Additionally to scalability, modern datacenters face increasingly heterogeneous workloads composed of long batch jobs, e.g., data analytics, and latency-sensitive short jobs, e.g., operations of user-facing services. In such workloads, and especially if the cluster is highly utilized, it is challenging to avoid short running jobs getting stuck behind long running jobs, i.e. head-of-line blocking.
Schedulers have evolved from being centralized (one single scheduler for the entire cluster) to distributed (many schedulers that take scheduling decisions in parallel). Although distributed schedulers can handle the large-scale nature of datacenters, they trade scheduling latency for accuracy.
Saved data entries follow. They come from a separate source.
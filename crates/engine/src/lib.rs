//! Shipcast estimation engine.
//!
//! Two pure, deterministic calculations:
//!
//! - [`estimator::estimate`] turns one feature's attributes into a duration
//!   estimate with an itemized calculation trace.
//! - [`scheduler::schedule`] aggregates estimated features into a portfolio
//!   summary and a project-completion forecast.
//!
//! Neither function performs I/O or touches shared state; both are safe to
//! call concurrently from any number of callers.

#![warn(missing_docs)]

pub mod estimator;
pub mod scheduler;

pub use estimator::{estimate, EstimatedFeature};
pub use scheduler::schedule;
The complexity of scheduling in datacenters is exacerbated by the data-parallel nature of the jobs. That is, a job is composed of multiple tasks and the job completes only when all of its tasks complete. A scheduler that takes into account this fact, i.e. job-aware, could use this information to provide better scheduling decisions.
Furthermore, to improve the quality of their scheduling decisions, most of datacenter schedulers use job runtime estimates. Obtaining accurate runtime estimates is, however, far from trivial, and erroneous estimates may lead to sub-optimal scheduling decisions.
Considering these challenges, in this dissertation we argue the following: (i) that a hybrid centralized/distributed design can get the best of both worlds by scheduling long jobs in a centralized way and short jobs in a distributed way; (ii) such a hybrid scheduler can avoid head-of-line blocking and provide job-awareness by dynamically partitioning the cluster for short and long jobs and by executing a job to completion once it started; (iii) a scheduler can dispense with runtime estimates by sharing the resources of a node with preemption, and load balancing jobs among the nodes.